Data supplied>
//! General ledger report engine.

use std::sync::Arc;

use glreport_shared::ReportSettings;
use tracing::{debug, info, warn};

use super::aggregation::Aggregator;
use super::columns::build_columns;
use super::filters::{
    RawFilters, dimension_filter, set_account_currency, validate_filters, validate_party,
};
use super::rows::{apply_running_balance, materialize};
use super::selector::EntrySelector;
use crate::dimension::AccountingDimension;
use crate::ledger::AccountIndex;
use crate::ports::{
    AccessControl, CurrencyConverter, LedgerStore, MasterData, PassThrough, Translate,
    Unrestricted,
};
use crate::reports::error::ReportError;
use crate::reports::registry::ReportEngine;
use crate::reports::types::ReportOutput;

/// Name the report registers under.
pub const GENERAL_LEDGER: &str = "General Ledger";

/// Ledger lines with opening, running and closing balances.
pub struct GeneralLedgerReport {
    store: Arc<dyn LedgerStore>,
    master: Arc<dyn MasterData>,
    converter: Arc<dyn CurrencyConverter>,
    translator: Arc<dyn Translate>,
    access: Arc<dyn AccessControl>,
    settings: ReportSettings,
}

impl GeneralLedgerReport {
    /// Creates the engine with pass-through translation and no row restrictions.
    #[must_use]
    pub fn new(
        store: Arc<dyn LedgerStore>,
        master: Arc<dyn MasterData>,
        converter: Arc<dyn CurrencyConverter>,
        settings: ReportSettings,
    ) -> Self {
        Self {
            store,
            master,
            converter,
            translator: Arc::new(PassThrough),
            access: Arc::new(Unrestricted),
            settings,
        }
    }

    /// Uses the given localization function.
    #[must_use]
    pub fn with_translator(mut self, translator: Arc<dyn Translate>) -> Self {
        self.translator = translator;
        self
    }

    /// Uses the given row-level access control.
    #[must_use]
    pub fn with_access_control(mut self, access: Arc<dyn AccessControl>) -> Self {
        self.access = access;
        self
    }

    /// Runs the report over parsed filters.
    pub fn run(&self, raw: &RawFilters) -> Result<ReportOutput, ReportError> {
        let accounts = AccountIndex::new(self.master.accounts()?);

        let mut filters = validate_filters(raw, &accounts).inspect_err(|e| {
            warn!(error = %e, "rejected general ledger filters");
        })?;
        validate_party(&filters, self.master.as_ref())?;

        let company = self
            .master
            .company(&filters.company)?
            .ok_or_else(|| ReportError::UnknownCompany(filters.company.clone()))?;
        set_account_currency(
            &mut filters,
            &company,
            &accounts,
            self.store.as_ref(),
            self.master.as_ref(),
        )?;

        let all_dimensions = self.master.accounting_dimensions()?;
        filters.dimensions = dimension_filter(&raw.extra, &all_dimensions)?;
        let shown_dimensions: Vec<AccountingDimension> = if filters.include_dimensions {
            all_dimensions.iter().filter(|d| !d.disabled).cloned().collect()
        } else {
            Vec::new()
        };

        let columns = build_columns(
            &mut filters,
            &company,
            &shown_dimensions,
            &self.settings,
            self.translator.as_ref(),
        )?;

        let selector = EntrySelector::new(
            self.store.as_ref(),
            self.master.as_ref(),
            self.access.as_ref(),
            &self.settings,
        );
        let mut entries = selector.select(&filters, &company, &all_dimensions)?;

        if let Some(presentation) = filters.presentation_currency.as_deref() {
            let map = self.converter.currency_map(
                &company.default_currency,
                presentation,
                filters.to_date,
            );
            entries = self.converter.convert(entries, &map)?;
        }

        let aggregator = Aggregator::new(&filters, self.translator.as_ref())
            .with_immutable_ledger(self.settings.enable_immutable_ledger)
            .with_dimension_fields(
                shown_dimensions
                    .iter()
                    .map(|d| d.fieldname.clone())
                    .collect(),
            );
        let aggregator = if filters.show_net_values_in_party_account {
            aggregator.with_party_accounts(accounts.party_accounts(&company.name))
        } else {
            aggregator
        };
        let aggregation = aggregator.aggregate(entries)?;
        debug!(
            closing_debit = %aggregation.totals.closing.debit,
            closing_credit = %aggregation.totals.closing.credit,
            "computed ledger totals"
        );

        let mut rows = materialize(aggregation, &filters, self.translator.as_ref());
        apply_running_balance(
            &mut rows,
            filters.account_currency.as_deref(),
            filters.presentation_currency.as_deref(),
        )?;

        info!(
            company = %filters.company,
            columns = columns.len(),
            rows = rows.len(),
            "general ledger generated"
        );
        Ok(ReportOutput { columns, rows })
    }
}

impl ReportEngine for GeneralLedgerReport {
    fn name(&self) -> &'static str {
        GENERAL_LEDGER
    }

    /// A missing or empty filter document yields an empty report.
    fn execute(&self, filters: &serde_json::Value) -> Result<ReportOutput, ReportError> {
        let empty = match filters {
            serde_json::Value::Null => true,
            serde_json::Value::Object(map) => map.is_empty(),
            _ => false,
        };
        if empty {
            return Ok(ReportOutput::default());
        }
        let raw = RawFilters::from_json(filters.clone())?;
        self.run(&raw)
    }
}
//! Selection predicate and sort order handed to the ledger store.

use std::cmp::Ordering;
use std::collections::BTreeSet;

use chrono::NaiveDate;

use super::filters::CategorizeBy;
use crate::ledger::LedgerEntry;
use crate::ports::MatchCondition;

/// Sort order of selected lines. `creation` always breaks remaining ties.
#[derive(Debug, Clone, Copy, PartialEq, Eq, Default)]
pub enum EntryOrder {
    /// `(posting_date, account, creation)`.
    #[default]
    PostingDateAccount,
    /// `(posting_date, creation)`, used when dimensions are shown.
    PostingDate,
    /// `(posting_date, voucher_type, voucher_no, creation)`.
    Voucher,
    /// `(account, posting_date, creation)`.
    AccountPostingDate,
}

impl EntryOrder {
    /// Order for the grouping mode.
    #[must_use]
    pub const fn for_filters(categorize_by: Option<CategorizeBy>, include_dimensions: bool) -> Self {
        match categorize_by {
            Some(CategorizeBy::Account) => Self::AccountPostingDate,
            Some(CategorizeBy::Voucher) => Self::Voucher,
            _ if include_dimensions => Self::PostingDate,
            _ => Self::PostingDateAccount,
        }
    }

    /// Compares two lines.
    #[must_use]
    pub fn compare(self, a: &LedgerEntry, b: &LedgerEntry) -> Ordering {
        let primary = match self {
            Self::PostingDateAccount => a
                .posting_date
                .cmp(&b.posting_date)
                .then_with(|| a.account.cmp(&b.account)),
            Self::PostingDate => a.posting_date.cmp(&b.posting_date),
            Self::Voucher => a
                .posting_date
                .cmp(&b.posting_date)
                .then_with(|| a.voucher_type.cmp(&b.voucher_type))
                .then_with(|| a.voucher_no.cmp(&b.voucher_no)),
            Self::AccountPostingDate => a
                .account
                .cmp(&b.account)
                .then_with(|| a.posting_date.cmp(&b.posting_date)),
        };
        primary.then_with(|| a.creation.cmp(&b.creation))
    }
}

/// One side of the date window.
#[derive(Debug, Clone, Copy, PartialEq, Eq)]
pub struct DateBound {
    /// Boundary date (inclusive).
    pub date: NaiveDate,
    /// Opening entries pass regardless of their posting date.
    pub or_opening: bool,
}

/// Conjunctive predicate over ledger lines.
///
/// `None` set filters are unrestricted; `Some` sets require membership, so a
/// line with a blank value never matches them.
#[derive(Debug, Clone, PartialEq, Eq)]
pub struct EntryQuery {
    /// Company.
    pub company: String,
    /// Accounts, subtrees expanded.
    pub accounts: Option<BTreeSet<String>>,
    /// Cost centers, subtrees expanded.
    pub cost_centers: Option<BTreeSet<String>>,
    /// Exact voucher number.
    pub voucher_no: Option<String>,
    /// Exact settled voucher.
    pub against_voucher: Option<String>,
    /// Vouchers left out.
    pub excluded_vouchers: BTreeSet<String>,
    /// Allowed party types.
    pub party_types: Option<BTreeSet<String>>,
    /// Allowed parties.
    pub parties: Option<BTreeSet<String>>,
    /// Lower date bound.
    pub from: Option<DateBound>,
    /// Upper date bound.
    pub to: DateBound,
    /// Allowed projects.
    pub projects: Option<BTreeSet<String>>,
    /// Finance books accepted besides blank.
    pub finance_books: BTreeSet<String>,
    /// Keep cancelled lines.
    pub include_cancelled: bool,
    /// Row-level permissions.
    pub match_conditions: Vec<MatchCondition>,
    /// Allowed values per accounting dimension, subtrees expanded.
    pub dimensions: Vec<(String, BTreeSet<String>)>,
    /// Sort order.
    pub order: EntryOrder,
}

fn member(set: Option<&BTreeSet<String>>, value: Option<&str>) -> bool {
    set.is_none_or(|set| value.is_some_and(|v| set.contains(v)))
}

impl EntryQuery {
    /// Query for a company with a strict upper bound and nothing else.
    #[must_use]
    pub fn new(company: impl Into<String>, to: DateBound) -> Self {
        Self {
            company: company.into(),
            accounts: None,
            cost_centers: None,
            voucher_no: None,
            against_voucher: None,
            excluded_vouchers: BTreeSet::new(),
            party_types: None,
            parties: None,
            from: None,
            to,
            projects: None,
            finance_books: BTreeSet::new(),
            include_cancelled: false,
            match_conditions: Vec::new(),
            dimensions: Vec::new(),
            order: EntryOrder::default(),
        }
    }

    /// Whether a line satisfies every clause.
    #[must_use]
    pub fn matches(&self, entry: &LedgerEntry) -> bool {
        let within = |bound: &DateBound, inside: bool| inside || (bound.or_opening && entry.is_opening);

        entry.company == self.company
            && member(self.accounts.as_ref(), Some(&entry.account))
            && member(self.cost_centers.as_ref(), entry.cost_center.as_deref())
            && self
                .voucher_no
                .as_ref()
                .is_none_or(|v| *v == entry.voucher_no)
            && self
                .against_voucher
                .as_deref()
                .is_none_or(|v| entry.against_voucher.as_deref() == Some(v))
            && !self.excluded_vouchers.contains(&entry.voucher_no)
            && member(self.party_types.as_ref(), entry.party_type.as_deref())
            && member(self.parties.as_ref(), entry.party.as_deref())
            && self
                .from
                .as_ref()
                .is_none_or(|b| within(b, entry.posting_date >= b.date))
            && within(&self.to, entry.posting_date <= self.to.date)
            && member(self.projects.as_ref(), entry.project.as_deref())
            && entry
                .finance_book
                .as_deref()
                .is_none_or(|book| book.is_empty() || self.finance_books.contains(book))
            && (self.include_cancelled || !entry.is_cancelled)
            && self.match_conditions.iter().all(|c| c.permits(entry))
            && self
                .dimensions
                .iter()
                .all(|(field, allowed)| member(Some(allowed), entry.field(field)))
    }

    /// Filters and sorts lines. Used by stores without a native query engine.
    pub fn apply<'a>(&self, entries: impl IntoIterator<Item = &'a LedgerEntry>) -> Vec<LedgerEntry> {
        let mut selected: Vec<LedgerEntry> = entries
            .into_iter()
            .filter(|e| self.matches(e))
            .cloned()
            .collect();
        selected.sort_by(|a, b| self.order.compare(a, b));
        selected
    }
}
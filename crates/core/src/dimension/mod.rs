//! Accounting dimensions and dimensional filtering.

pub mod filter;
pub mod types;

pub use filter::DimensionFilter;
pub use types::{AccountingDimension, FINANCE_BOOK};
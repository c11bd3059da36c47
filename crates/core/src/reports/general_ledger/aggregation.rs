//! Grouping and accumulation.
//!
//! Lines are classified against the report window and booked into the
//! global and per-group [`Totals`]. Pre-range lines only move opening and
//! closing sums; in-range lines move total and closing sums and become
//! visible. In consolidated-voucher mode in-range lines are instead merged
//! per [`ConsolidationKey`] and only the global sums are kept.

use std::collections::{HashMap, HashSet};

use chrono::{NaiveDate, NaiveDateTime};
use rust_decimal::Decimal;
use tracing::debug;

use super::filters::{CategorizeBy, GeneralLedgerFilters};
use crate::ledger::LedgerEntry;
use crate::ports::Translate;
use crate::reports::error::ReportError;
use crate::reports::types::{Totals, checked_diff, checked_sum};

/// Where a line falls relative to the report window.
#[derive(Debug, Clone, Copy, PartialEq, Eq)]
pub enum Period {
    /// Before `from_date`, or a suppressed opening entry.
    Opening,
    /// Within the window, or a surfaced opening entry.
    InRange,
    /// After `to_date`.
    Beyond,
}

/// Lines sharing one grouping value.
#[derive(Debug, Clone, PartialEq)]
pub struct Group {
    /// Grouping value (party, account or voucher number).
    pub key: Option<String>,
    /// Group sums.
    pub totals: Totals,
    /// Visible lines in selection order.
    pub entries: Vec<LedgerEntry>,
}

/// Result of one aggregation pass.
#[derive(Debug, Clone, Default, PartialEq)]
pub struct Aggregation {
    /// Report-wide sums.
    pub totals: Totals,
    /// Groups in first-encounter order.
    pub groups: Vec<Group>,
    /// Merged lines (consolidated-voucher mode only).
    pub consolidated: Vec<LedgerEntry>,
}

/// Identity of a consolidated line.
#[derive(Debug, Clone, PartialEq, Eq, Hash)]
struct ConsolidationKey {
    posting_date: NaiveDate,
    voucher_type: String,
    voucher_no: String,
    account: String,
    party_type: Option<String>,
    party: Option<String>,
    creation: Option<NaiveDateTime>,
    dimensions: Vec<Option<String>>,
}

/// Builds an [`Aggregation`] from ordered lines.
pub struct Aggregator<'a> {
    filters: &'a GeneralLedgerFilters,
    translator: &'a dyn Translate,
    party_accounts: HashSet<String>,
    immutable_ledger: bool,
    dimension_fields: Vec<String>,
}

impl<'a> Aggregator<'a> {
    /// Creates an aggregator for one execution.
    #[must_use]
    pub fn new(filters: &'a GeneralLedgerFilters, translator: &'a dyn Translate) -> Self {
        Self {
            filters,
            translator,
            party_accounts: HashSet::new(),
            immutable_ledger: false,
            dimension_fields: Vec::new(),
        }
    }

    /// Receivable and Payable accounts, netted when requested.
    #[must_use]
    pub fn with_party_accounts(mut self, accounts: impl IntoIterator<Item = String>) -> Self {
        self.party_accounts = accounts.into_iter().collect();
        self
    }

    /// Keeps lines with distinct creation timestamps apart when consolidating.
    #[must_use]
    pub const fn with_immutable_ledger(mut self, immutable: bool) -> Self {
        self.immutable_ledger = immutable;
        self
    }

    /// Dimension fields that split consolidated lines.
    #[must_use]
    pub fn with_dimension_fields(mut self, fields: Vec<String>) -> Self {
        self.dimension_fields = fields;
        self
    }

    /// Classifies a line against the report window.
    #[must_use]
    pub fn classify(&self, entry: &LedgerEntry) -> Period {
        let show_opening = self.filters.show_opening_entries;
        if entry.posting_date < self.filters.from_date || (entry.is_opening && !show_opening) {
            Period::Opening
        } else if entry.posting_date <= self.filters.to_date || (entry.is_opening && show_opening) {
            Period::InRange
        } else {
            Period::Beyond
        }
    }

    /// Runs the pass.
    ///
    /// Fails with [`ReportError::AmountOverflow`] when a sum leaves the
    /// decimal range.
    pub fn aggregate(&self, entries: Vec<LedgerEntry>) -> Result<Aggregation, ReportError> {
        let consolidate = self.filters.categorize_by == Some(CategorizeBy::VoucherConsolidated);
        let mut result = Aggregation::default();
        let mut group_index: HashMap<Option<String>, usize> = HashMap::new();
        let mut merged_index: HashMap<ConsolidationKey, usize> = HashMap::new();

        for mut entry in entries {
            let key = self.group_key(&entry);
            let slot = *group_index.entry(key.clone()).or_insert_with(|| {
                result.groups.push(Group {
                    key,
                    totals: Totals::default(),
                    entries: Vec::new(),
                });
                result.groups.len() - 1
            });
            self.translate(&mut entry);

            match self.classify(&entry) {
                Period::Opening => {
                    if !consolidate {
                        result.groups[slot].totals.add_opening(&entry)?;
                    }
                    result.totals.add_opening(&entry)?;
                }
                Period::InRange if consolidate => {
                    let key = self.consolidation_key(&entry);
                    if let Some(&at) = merged_index.get(&key) {
                        self.merge(&mut result.consolidated[at], &entry)?;
                    } else {
                        merged_index.insert(key, result.consolidated.len());
                        result.consolidated.push(entry);
                    }
                }
                Period::InRange => {
                    let group = &mut result.groups[slot];
                    group.totals.add_movement(&entry)?;
                    result.totals.add_movement(&entry)?;
                    group.entries.push(entry);
                }
                Period::Beyond => {}
            }
        }

        for entry in &result.consolidated {
            result.totals.add_movement(entry)?;
        }

        debug!(
            groups = result.groups.len(),
            consolidated = result.consolidated.len(),
            "aggregated ledger entries"
        );
        Ok(result)
    }

    fn group_key(&self, entry: &LedgerEntry) -> Option<String> {
        match self.filters.categorize_by {
            Some(CategorizeBy::Party) => entry.party.clone(),
            Some(CategorizeBy::Account | CategorizeBy::VoucherConsolidated) => {
                Some(entry.account.clone())
            }
            Some(CategorizeBy::Voucher) | None => Some(entry.voucher_no.clone()),
        }
    }

    fn translate(&self, entry: &mut LedgerEntry) {
        for field in [
            &mut entry.voucher_subtype,
            &mut entry.against_voucher_type,
            &mut entry.remarks,
            &mut entry.party_type,
        ] {
            if let Some(text) = field.as_mut() {
                *text = self.translator.translate(text);
            }
        }
    }

    fn consolidation_key(&self, entry: &LedgerEntry) -> ConsolidationKey {
        let mut dimensions = Vec::new();
        if self.filters.include_dimensions {
            dimensions.extend(
                self.dimension_fields
                    .iter()
                    .map(|field| entry.dimensions.get(field).cloned()),
            );
            dimensions.push(entry.cost_center.clone());
            dimensions.push(entry.project.clone());
        }
        ConsolidationKey {
            posting_date: entry.posting_date,
            voucher_type: entry.voucher_type.clone(),
            voucher_no: entry.voucher_no.clone(),
            account: entry.account.clone(),
            party_type: entry.party_type.clone(),
            party: entry.party.clone(),
            creation: self.immutable_ledger.then_some(entry.creation),
            dimensions,
        }
    }

    /// Folds `source` into an already consolidated line.
    fn merge(&self, target: &mut LedgerEntry, source: &LedgerEntry) -> Result<(), ReportError> {
        const WHAT: &str = "consolidated vouchers";
        target.debit = checked_sum(target.debit, source.debit, WHAT)?;
        target.credit = checked_sum(target.credit, source.credit, WHAT)?;
        target.debit_in_account_currency = checked_sum(
            target.debit_in_account_currency,
            source.debit_in_account_currency,
            WHAT,
        )?;
        target.credit_in_account_currency = checked_sum(
            target.credit_in_account_currency,
            source.credit_in_account_currency,
            WHAT,
        )?;

        if self.filters.add_values_in_transaction_currency {
            target.debit_in_transaction_currency = Some(checked_sum(
                target.debit_in_transaction_currency.unwrap_or_default(),
                source.debit_in_transaction_currency.unwrap_or_default(),
                WHAT,
            )?);
            target.credit_in_transaction_currency = Some(checked_sum(
                target.credit_in_transaction_currency.unwrap_or_default(),
                source.credit_in_transaction_currency.unwrap_or_default(),
                WHAT,
            )?);
        }

        if self.filters.show_net_values_in_party_account
            && self.party_accounts.contains(&target.account)
        {
            net_single_sided(target)?;
        }

        if let (Some(into), Some(from)) = (target.against_voucher.as_mut(), &source.against_voucher)
        {
            if !into.is_empty() && !from.is_empty() {
                into.push_str(", ");
                into.push_str(from);
            }
        }
        Ok(())
    }
}

/// Collapses debit and credit into one side holding the net amount.
fn net_single_sided(entry: &mut LedgerEntry) -> Result<(), ReportError> {
    let net = checked_diff(entry.debit, entry.credit, "party net values")?;
    let net_in_account_currency = checked_diff(
        entry.debit_in_account_currency,
        entry.credit_in_account_currency,
        "party net values",
    )?;
    if net < Decimal::ZERO {
        entry.credit = net.abs();
        entry.credit_in_account_currency = net_in_account_currency.abs();
        entry.debit = Decimal::ZERO;
        entry.debit_in_account_currency = Decimal::ZERO;
    } else {
        entry.debit = net.abs();
        entry.debit_in_account_currency = net_in_account_currency.abs();
        entry.credit = Decimal::ZERO;
        entry.credit_in_account_currency = Decimal::ZERO;
    }
    Ok(())
}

Work to complete> Only one stretch of the records above is wanted: the lines between the one holding "self.run(&raw)" and the one holding "use crate::ports::MatchCondition;", inclusive, reproduced exactly.

Result of this exercise>
        self.run(&raw)
    }
}
//! Selection predicate and sort order handed to the ledger store.

use std::cmp::Ordering;
use std::collections::BTreeSet;

use chrono::NaiveDate;

use super::filters::CategorizeBy;
use crate::ledger::LedgerEntry;
use crate::ports::MatchCondition;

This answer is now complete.